- _TASK OBJECTIVE_
Find the line holding "flattens the result." in the entries below. Give it again exactly, along with every line after it up to and including the line holding "a captured, replayable".

(Stored items)
______

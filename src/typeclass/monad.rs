//! Monad type class - sequencing computations within a wrapper.
//!
//! `Monad` is blanket-implemented for every [`TypeConstructor`]; its
//! operations delegate to the wrapper's [`Kind`].
//!
//! # Laws
//!
//! ```text
//! pure(a).flat_map(f)             == f(a)                          // left identity
//! m.flat_map(pure)                == m                             // right identity
//! m.flat_map(f).flat_map(g)       == m.flat_map(|x| f(x).flat_map(g))  // associativity
//! ```
//!
//! # Examples
//!
//! ```rust
//! use wrapt::control::Maybe;
//! use wrapt::typeclass::Monad;
//!
//! fn parse_positive(text: &str) -> Maybe<i32> {
//!     Maybe::from(text.parse::<i32>().ok()).filter(|number| *number > 0)
//! }
//!
//! let result = Maybe::of("42").flat_map(parse_positive).flat_map(|n| Maybe::of(n * 2));
//! assert_eq!(result, Maybe::of(84));
//! ```

use super::functor::Functor;
use super::higher::{Apply, Kind};

/// A wrapper that supports dependent sequencing.
pub trait Monad: Functor {
    /// Applies `function` to the success value and flattens the result.
    ///
    /// A failure propagates unchanged and `function` is not called.
    #[inline]
    fn flat_map<B, F>(self, function: F) -> Apply<Self::Kind, B>
    where
        F: FnOnce(Self::Inner) -> Apply<Self::Kind, B>,
    {
        <Self::Kind as Kind>::flat_map::<Self::Inner, B, F>(self.into_kind(), function)
    }

    /// Sequences `next` after `self`, discarding the success value of `self`.
    #[inline]
    fn then<B>(self, next: Apply<Self::Kind, B>) -> Apply<Self::Kind, B> {
        self.flat_map(|_| next)
    }
}

impl<W: Functor> Monad for W {}

#[cfg(test)]
mod tests {
    use super::*;
    use crate::control::{Maybe, Verdict};
    use rstest::rstest;

    #[rstest]
    fn flat_map_chains_successes() {
        let result = Maybe::of(2).flat_map(|x| Maybe::of(x * 3)).flat_map(|x| Maybe::of(x + 1));
        assert_eq!(result, Maybe::of(7));
    }

    #[rstest]
    fn then_keeps_first_failure() {
        let failed: Verdict<i32> = Verdict::failure("first");
        assert_eq!(failed.then(Verdict::success("next")), Verdict::failure("first"));
    }

    #[rstest]
    fn then_returns_next_on_success() {
        assert_eq!(Maybe::of(1).then(Maybe::of("next")), Maybe::of("next"));
    }
}
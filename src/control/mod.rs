//! The five wrapper kinds.
//!
//! - [`Maybe`]: a value that may be absent
//! - [`Attempt`]: a value or a captured, replayable [`Fault`]
//! - [`Outcome`]: a value or a domain error of a caller-chosen type
//! - [`Either`]: a left-biased sum of two types
//! - [`Verdict`]: a success or a failure message, optionally with a value
//!
//! Every wrapper has a zero-sized [`Kind`](crate::typeclass::Kind) marker
//! (`MaybeKind`, `AttemptKind`, ...) through which the generic arity and
//! sequence layers operate.
//!
//! # Examples
//!
//! ```rust
//! use wrapt::control::{Maybe, Outcome};
//!
//! let user_id = Maybe::of(7);
//! let lookup: Outcome<&str, String> = user_id
//!     .to_outcome(|| "no user id".to_string())
//!     .bind(|id| if id == 7 { Outcome::success("alice") } else { Outcome::from_error(format!("unknown {id}")) });
//!
//! assert_eq!(lookup, Outcome::success("alice"));
//! ```

mod attempt;
mod either;
mod fault;
mod maybe;
mod outcome;
mod verdict;

pub use attempt::{Attempt, AttemptKind};
pub use either::{Either, EitherKind};
pub use fault::{Fault, PanicError};
pub use maybe::{Maybe, MaybeKind};
pub use outcome::{Outcome, OutcomeKind};
pub use verdict::{Verdict, VerdictError, VerdictKind};
//! Effectful traversals producing a wrapped vector.
//!
//! The `*_once` functions consume their source eagerly in a single pass.
//! [`collect`], [`map_effectful`] and [`filter_effectful`] wrap them in a
//! [`Deferred`] that re-runs the pass (cloning the source) every time it is
//! run.
//!
//! All three stop at the first failed element: later elements are never
//! pulled from the source, and the failure is returned unchanged.

use super::deferred::Deferred;
use crate::typeclass::{Apply, Kind, TypeConstructor};

/// Turns a sequence of wrapped values into a wrapped vector, in one pass.
///
/// # Examples
///
/// ```rust
/// use wrapt::control::Maybe;
/// use wrapt::sequence::collect_once;
///
/// assert_eq!(collect_once(vec![Maybe::of(1), Maybe::of(2)]), Maybe::of(vec![1, 2]));
/// assert_eq!(collect_once(vec![Maybe::of(1), Maybe::none()]), Maybe::none());
/// ```
pub fn collect_once<I, W>(source: I) -> Apply<W::Kind, Vec<W::Inner>>
where
    I: IntoIterator<Item = W>,
    W: TypeConstructor,
{
    let iterator = source.into_iter();
    let mut values = Vec::with_capacity(iterator.size_hint().0);
    for wrapped in iterator {
        match <W::Kind as Kind>::branch::<W::Inner, Vec<W::Inner>>(wrapped.into_kind()) {
            Ok(value) => values.push(value),
            Err(stopped) => {
                #[cfg(feature = "tracing")]
                tracing::trace!(collected = values.len(), "collect short-circuited");
                return stopped;
            }
        }
    }
    <W::Kind as Kind>::pure(values)
}

/// Applies `function` to each element and collects the results, in one pass.
pub fn map_effectful_once<I, W, F>(source: I, function: F) -> Apply<W::Kind, Vec<W::Inner>>
where
    I: IntoIterator,
    W: TypeConstructor,
    F: FnMut(I::Item) -> W,
{
    collect_once(source.into_iter().map(function))
}

/// Keeps the elements whose wrapped predicate succeeded with `true`, in one
/// pass and in source order.
///
/// A failed predicate result ends the pass and is returned re-typed.
pub fn filter_effectful_once<I, W, P>(source: I, mut predicate: P) -> Apply<W::Kind, Vec<I::Item>>
where
    I: IntoIterator,
    W: TypeConstructor<Inner = bool>,
    P: FnMut(&I::Item) -> W,
{
    let mut kept = Vec::new();
    for item in source {
        match <W::Kind as Kind>::branch::<bool, Vec<I::Item>>(predicate(&item).into_kind()) {
            Ok(true) => kept.push(item),
            Ok(false) => {}
            Err(stopped) => {
                #[cfg(feature = "tracing")]
                tracing::trace!(kept = kept.len(), "filter_effectful short-circuited");
                return stopped;
            }
        }
    }
    <W::Kind as Kind>::pure(kept)
}

/// Deferred [`collect_once`]: nothing is pulled from `source` until the
/// result is run.
///
/// # Examples
///
/// ```rust
/// use wrapt::control::Outcome;
/// use wrapt::sequence::collect;
///
/// let source = vec![Outcome::success(1), Outcome::from_error("bad row"), Outcome::success(3)];
/// let all = collect(source);
/// assert_eq!(all.run(), Outcome::<Vec<i32>, _>::from_error("bad row"));
/// ```
pub fn collect<S, W>(source: S) -> Deferred<impl Fn() -> Apply<W::Kind, Vec<W::Inner>>>
where
    S: IntoIterator<Item = W> + Clone,
    W: TypeConstructor,
{
    Deferred::new(move || collect_once(source.clone()))
}

/// Deferred [`map_effectful_once`]: `function` is not called until the
/// result is run, and is called again on every run.
///
/// # Examples
///
/// ```rust
/// use wrapt::control::Maybe;
/// use wrapt::sequence::map_effectful;
///
/// let parsed = map_effectful(["1", "2", "3"], |text| Maybe::from_option(text.parse::<i32>().ok()));
/// assert_eq!(parsed.run(), Maybe::of(vec![1, 2, 3]));
/// ```
pub fn map_effectful<S, W, F>(
    source: S,
    function: F,
) -> Deferred<impl Fn() -> Apply<W::Kind, Vec<W::Inner>>>
where
    S: IntoIterator + Clone,
    W: TypeConstructor,
    F: Fn(S::Item) -> W,
{
    Deferred::new(move || map_effectful_once(source.clone(), &function))
}

/// Deferred [`filter_effectful_once`].
///
/// # Examples
///
/// ```rust
/// use wrapt::control::Verdict;
/// use wrapt::sequence::filter_effectful;
///
/// let even = filter_effectful(vec![1, 2, 3, 4], |n| Verdict::success(n % 2 == 0));
/// assert_eq!(even.run(), Verdict::success(vec![2, 4]));
/// ```
pub fn filter_effectful<S, W, P>(
    source: S,
    predicate: P,
) -> Deferred<impl Fn() -> Apply<W::Kind, Vec<S::Item>>>
where
    S: IntoIterator + Clone,
    W: TypeConstructor<Inner = bool>,
    P: Fn(&S::Item) -> W,
{
    Deferred::new(move || filter_effectful_once(source.clone(), &predicate))
}
//! Monoid type class - semigroups with an identity element.
//!
//! # Laws
//!
//! ```text
//! empty().combine(a) == a            // left identity
//! a.combine(empty()) == a            // right identity
//! (a.combine(b)).combine(c) == a.combine(b.combine(c))
//! ```
//!
//! # Examples
//!
//! ```rust
//! use wrapt::control::Maybe;
//! use wrapt::typeclass::Monoid;
//!
//! let first = Maybe::combine_all(vec![Maybe::none(), Maybe::of(3), Maybe::of(4)]);
//! assert_eq!(first, Maybe::of(3));
//! ```

use super::semigroup::Semigroup;
use crate::control::{Maybe, Verdict};

/// A [`Semigroup`] with an identity element.
pub trait Monoid: Semigroup + Sized {
    /// The identity element for [`Semigroup::combine`].
    fn empty() -> Self;

    /// Combines every element from left to right, starting from
    /// [`Monoid::empty`].
    fn combine_all<I>(iterator: I) -> Self
    where
        I: IntoIterator<Item = Self>,
    {
        iterator.into_iter().fold(Self::empty(), Self::combine)
    }

    /// Returns `true` if `self` equals the identity element.
    fn is_empty_value(&self) -> bool
    where
        Self: PartialEq,
    {
        *self == Self::empty()
    }
}

impl<T> Monoid for Maybe<T> {
    #[inline]
    fn empty() -> Self {
        Self::none()
    }
}

impl Monoid for Verdict {
    #[inline]
    fn empty() -> Self {
        Self::ok()
    }
}
//! Outcome type - a success value or a domain error.
//!
//! `Outcome<T, E>` is the dual-outcome wrapper: `Success(T)` or
//! `Failure(E)`, where `E` is a caller-defined error value. It mirrors
//! `Result<T, E>` (and converts to and from it losslessly) while sharing the
//! vocabulary of the other wrappers in this crate: `bind`, `map`, `zip`,
//! `value_or*`, `match_with` and the cross-kind conversions.
//!
//! # Examples
//!
//! ```rust
//! use wrapt::control::Outcome;
//!
//! fn parse_port(text: &str) -> Outcome<u16, String> {
//!     text.parse::<u16>().map_err(|error| error.to_string()).into()
//! }
//!
//! assert_eq!(parse_port("8080").map(|port| port + 1), Outcome::success(8081));
//! assert!(parse_port("eighty").is_failure());
//! ```

use std::error::Error;
use std::fmt;
use std::marker::PhantomData;

#[cfg(feature = "serde")]
use serde::{Deserialize, Serialize};

use super::attempt::Attempt;
use super::either::Either;
use super::fault::Fault;
use super::maybe::Maybe;
use super::verdict::Verdict;
use crate::typeclass::{Kind, TypeConstructor};

/// A success value or a domain error of type `E`.
#[derive(Clone, Copy, PartialEq, Eq, PartialOrd, Ord, Hash)]
#[cfg_attr(feature = "serde", derive(Serialize, Deserialize))]
pub enum Outcome<T, E> {
    /// The computation produced a value.
    Success(T),
    /// The computation failed with a domain error.
    Failure(E),
}

impl<T, E> Outcome<T, E> {
    /// Wraps a successful value.
    #[inline]
    pub const fn success(value: T) -> Self {
        Self::Success(value)
    }

    /// Wraps a domain error.
    #[inline]
    pub const fn from_error(error: E) -> Self {
        Self::Failure(error)
    }

    /// Converts an `Option`, using `error` for `None`.
    ///
    /// # Examples
    ///
    /// ```rust
    /// use wrapt::control::Outcome;
    ///
    /// let missing: Outcome<i32, &str> = Outcome::from_option(None, || "not found");
    /// assert_eq!(missing, Outcome::from_error("not found"));
    /// ```
    #[inline]
    pub fn from_option<F>(option: Option<T>, error: F) -> Self
    where
        F: FnOnce() -> E,
    {
        match option {
            Some(value) => Self::Success(value),
            None => Self::Failure(error()),
        }
    }

    /// Returns `true` for a success.
    #[inline]
    pub const fn is_success(&self) -> bool {
        matches!(self, Self::Success(_))
    }

    /// Returns `true` for a failure.
    #[inline]
    pub const fn is_failure(&self) -> bool {
        matches!(self, Self::Failure(_))
    }

    /// Returns a reference to the success value.
    ///
    /// # Panics
    ///
    /// Panics if this is a failure.
    #[inline]
    #[track_caller]
    pub fn value(&self) -> &T {
        match self {
            Self::Success(value) => value,
            Self::Failure(_) => panic!("called `Outcome::value()` on a `Failure` value"),
        }
    }

    /// Returns a reference to the domain error.
    ///
    /// # Panics
    ///
    /// Panics if this is a success.
    #[inline]
    #[track_caller]
    pub fn error(&self) -> &E {
        match self {
            Self::Success(_) => panic!("called `Outcome::error()` on a `Success` value"),
            Self::Failure(error) => error,
        }
    }

    /// Returns `true` if the success value equals `expected`.
    #[inline]
    pub fn contains(&self, expected: &T) -> bool
    where
        T: PartialEq,
    {
        self.contains_by(expected, PartialEq::eq)
    }

    /// Returns `true` if the success value matches `expected` under `comparer`.
    #[inline]
    pub fn contains_by<F>(&self, expected: &T, comparer: F) -> bool
    where
        F: FnOnce(&T, &T) -> bool,
    {
        match self {
            Self::Success(value) => comparer(value, expected),
            Self::Failure(_) => false,
        }
    }

    /// Compares two outcomes with injected comparers for each side.
    #[inline]
    pub fn eq_by<F, G>(&self, other: &Self, value_comparer: F, error_comparer: G) -> bool
    where
        F: FnOnce(&T, &T) -> bool,
        G: FnOnce(&E, &E) -> bool,
    {
        match (self, other) {
            (Self::Success(value), Self::Success(other)) => value_comparer(value, other),
            (Self::Failure(error), Self::Failure(other)) => error_comparer(error, other),
            _ => false,
        }
    }

    /// Sequences a dependent computation; the error propagates unchanged.
    #[inline]
    pub fn bind<U, F>(self, function: F) -> Outcome<U, E>
    where
        F: FnOnce(T) -> Outcome<U, E>,
    {
        match self {
            Self::Success(value) => function(value),
            Self::Failure(error) => Outcome::Failure(error),
        }
    }

    /// Transforms the success value.
    #[inline]
    pub fn map<U, F>(self, function: F) -> Outcome<U, E>
    where
        F: FnOnce(T) -> U,
    {
        self.bind(|value| Outcome::Success(function(value)))
    }

    /// Transforms the domain error.
    #[inline]
    pub fn map_error<X, F>(self, function: F) -> Outcome<T, X>
    where
        F: FnOnce(E) -> X,
    {
        match self {
            Self::Success(value) => Outcome::Success(value),
            Self::Failure(error) => Outcome::Failure(function(error)),
        }
    }

    /// Combines two successes; the first failure wins.
    #[inline]
    pub fn zip<U, R, F>(self, other: Outcome<U, E>, function: F) -> Outcome<R, E>
    where
        F: FnOnce(T, U) -> R,
    {
        self.bind(|value| other.map(|other_value| function(value, other_value)))
    }

    /// Fails with the error from `error` unless `predicate` holds.
    ///
    /// # Examples
    ///
    /// ```rust
    /// use wrapt::control::Outcome;
    ///
    /// let age: Outcome<u32, String> = Outcome::success(12);
    /// let adult = age.ensure(|n| *n >= 18, |n| format!("{n} is under age"));
    /// assert_eq!(adult, Outcome::from_error("12 is under age".to_string()));
    /// ```
    #[inline]
    pub fn ensure<P, F>(self, predicate: P, error: F) -> Self
    where
        P: FnOnce(&T) -> bool,
        F: FnOnce(&T) -> E,
    {
        match self {
            Self::Success(value) if !predicate(&value) => Self::Failure(error(&value)),
            other => other,
        }
    }

    /// Replaces a failure with the outcome computed from its error.
    #[inline]
    pub fn recover<F>(self, function: F) -> Self
    where
        F: FnOnce(E) -> Self,
    {
        match self {
            Self::Success(value) => Self::Success(value),
            Self::Failure(error) => function(error),
        }
    }

    /// Returns the success value or `default`.
    #[inline]
    pub fn value_or(self, default: T) -> T {
        self.value_or_else(|_| default)
    }

    /// Returns the success value or computes one from the error.
    #[inline]
    pub fn value_or_else<F>(self, factory: F) -> T
    where
        F: FnOnce(E) -> T,
    {
        match self {
            Self::Success(value) => value,
            Self::Failure(error) => factory(error),
        }
    }

    /// Returns the success value or raises the error as a [`Fault`].
    ///
    /// # Panics
    ///
    /// Panics with a `Fault` payload wrapping the error if this is a failure;
    /// [`Attempt::catch`] recovers it.
    #[inline]
    #[track_caller]
    pub fn value_or_throw(self) -> T
    where
        E: Error + Send + Sync + 'static,
    {
        self.value_or_throw_with(|error| error)
    }

    /// Returns the success value or raises the projected error as a [`Fault`].
    ///
    /// # Panics
    ///
    /// Panics with a `Fault` payload if this is a failure.
    #[inline]
    #[track_caller]
    pub fn value_or_throw_with<X, F>(self, projection: F) -> T
    where
        X: Error + Send + Sync + 'static,
        F: FnOnce(E) -> X,
    {
        match self {
            Self::Success(value) => value,
            Self::Failure(error) => Fault::new(projection(error)).rethrow(),
        }
    }

    /// Eliminates the outcome with one of two functions.
    #[inline]
    pub fn match_with<R, S, F>(self, on_success: S, on_failure: F) -> R
    where
        S: FnOnce(T) -> R,
        F: FnOnce(E) -> R,
    {
        match self {
            Self::Success(value) => on_success(value),
            Self::Failure(error) => on_failure(error),
        }
    }

    /// Runs one of two side effects.
    #[inline]
    pub fn do_with<S, F>(&self, on_success: S, on_failure: F)
    where
        S: FnOnce(&T),
        F: FnOnce(&E),
    {
        match self {
            Self::Success(value) => on_success(value),
            Self::Failure(error) => on_failure(error),
        }
    }

    /// Converts into a `Result`.
    ///
    /// # Errors
    ///
    /// Returns the domain error for a failure.
    #[inline]
    pub fn into_result(self) -> Result<T, E> {
        self.match_with(Ok, Err)
    }

    /// Drops the error.
    #[inline]
    pub fn to_maybe(self) -> Maybe<T> {
        self.match_with(Maybe::Just, |_| Maybe::Nothing)
    }

    /// Converts into an [`Either`] with the success value on the left.
    #[inline]
    pub fn to_either(self) -> Either<T, E> {
        self.match_with(Either::Left, Either::Right)
    }

    /// Converts into a [`Verdict`] carrying the error's text.
    #[inline]
    pub fn to_verdict(self) -> Verdict<T>
    where
        E: fmt::Display,
    {
        self.to_verdict_with(|error| error.to_string())
    }

    /// Converts into a [`Verdict`], projecting the error to a message.
    #[inline]
    pub fn to_verdict_with<F>(self, projection: F) -> Verdict<T>
    where
        F: FnOnce(E) -> String,
    {
        self.match_with(Verdict::Success, |error| Verdict::Failure(projection(error)))
    }

    /// Converts into an [`Attempt`], capturing the error as a [`Fault`].
    #[inline]
    #[track_caller]
    pub fn to_attempt(self) -> Attempt<T>
    where
        E: Error + Send + Sync + 'static,
    {
        self.to_attempt_with(|error| error)
    }

    /// Converts into an [`Attempt`], capturing the projected error.
    #[inline]
    #[track_caller]
    pub fn to_attempt_with<X, F>(self, projection: F) -> Attempt<T>
    where
        X: Error + Send + Sync + 'static,
        F: FnOnce(E) -> X,
    {
        match self {
            Self::Success(value) => Attempt::Success(value),
            Self::Failure(error) => Attempt::from_error(projection(error)),
        }
    }
}

impl<T, E> Outcome<Outcome<T, E>, E> {
    /// Removes one level of nesting; the outer failure wins.
    #[inline]
    pub fn flatten(self) -> Outcome<T, E> {
        self.bind(|inner| inner)
    }
}

impl<T, E> From<Result<T, E>> for Outcome<T, E> {
    #[inline]
    fn from(result: Result<T, E>) -> Self {
        match result {
            Ok(value) => Self::Success(value),
            Err(error) => Self::Failure(error),
        }
    }
}

impl<T, E> From<Outcome<T, E>> for Result<T, E> {
    #[inline]
    fn from(outcome: Outcome<T, E>) -> Self {
        outcome.into_result()
    }
}

impl<T: fmt::Debug, E: fmt::Debug> fmt::Debug for Outcome<T, E> {
    fn fmt(&self, formatter: &mut fmt::Formatter<'_>) -> fmt::Result {
        match self {
            Self::Success(value) => formatter.debug_tuple("Success").field(value).finish(),
            Self::Failure(error) => formatter.debug_tuple("Failure").field(error).finish(),
        }
    }
}

impl<T: fmt::Display, E: fmt::Display> fmt::Display for Outcome<T, E> {
    fn fmt(&self, formatter: &mut fmt::Formatter<'_>) -> fmt::Result {
        match self {
            Self::Success(value) => write!(formatter, "Success({value})"),
            Self::Failure(error) => write!(formatter, "Failure({error})"),
        }
    }
}

/// [`Kind`] marker for [`Outcome`] with error type `E`.
pub struct OutcomeKind<E>(PhantomData<fn() -> E>);

impl<E> Kind for OutcomeKind<E> {
    type Of<T> = Outcome<T, E>;

    #[inline]
    fn pure<T>(value: T) -> Outcome<T, E> {
        Outcome::Success(value)
    }

    #[inline]
    fn branch<A, B>(wrapped: Outcome<A, E>) -> Result<A, Outcome<B, E>> {
        match wrapped {
            Outcome::Success(value) => Ok(value),
            Outcome::Failure(error) => Err(Outcome::Failure(error)),
        }
    }

    #[inline]
    fn is_success<A>(wrapped: &Outcome<A, E>) -> bool {
        wrapped.is_success()
    }
}

impl<T, E> TypeConstructor for Outcome<T, E> {
    type Inner = T;
    type Kind = OutcomeKind<E>;

    #[inline]
    fn into_kind(self) -> Self {
        self
    }

    #[inline]
    fn from_kind(wrapped: Self) -> Self {
        wrapped
    }
}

______

- _TASK ANSWER_
    /// Applies `function` to the success value and flattens the result.
    ///
    /// A failure propagates unchanged and `function` is not called.
    #[inline]
    fn flat_map<B, F>(self, function: F) -> Apply<Self::Kind, B>
    where
        F: FnOnce(Self::Inner) -> Apply<Self::Kind, B>,
    {
        <Self::Kind as Kind>::flat_map::<Self::Inner, B, F>(self.into_kind(), function)
    }

    /// Sequences `next` after `self`, discarding the success value of `self`.
    #[inline]
    fn then<B>(self, next: Apply<Self::Kind, B>) -> Apply<Self::Kind, B> {
        self.flat_map(|_| next)
    }
}

impl<W: Functor> Monad for W {}

#[cfg(test)]
mod tests {
    use super::*;
    use crate::control::{Maybe, Verdict};
    use rstest::rstest;

    #[rstest]
    fn flat_map_chains_successes() {
        let result = Maybe::of(2).flat_map(|x| Maybe::of(x * 3)).flat_map(|x| Maybe::of(x + 1));
        assert_eq!(result, Maybe::of(7));
    }

    #[rstest]
    fn then_keeps_first_failure() {
        let failed: Verdict<i32> = Verdict::failure("first");
        assert_eq!(failed.then(Verdict::success("next")), Verdict::failure("first"));
    }

    #[rstest]
    fn then_returns_next_on_success() {
        assert_eq!(Maybe::of(1).then(Maybe::of("next")), Maybe::of("next"));
    }
}
filename src/control/mod.rs
//! The five wrapper kinds.
//!
//! - [`Maybe`]: a value that may be absent
//! - [`Attempt`]: a value or a captured, replayable [`Fault`]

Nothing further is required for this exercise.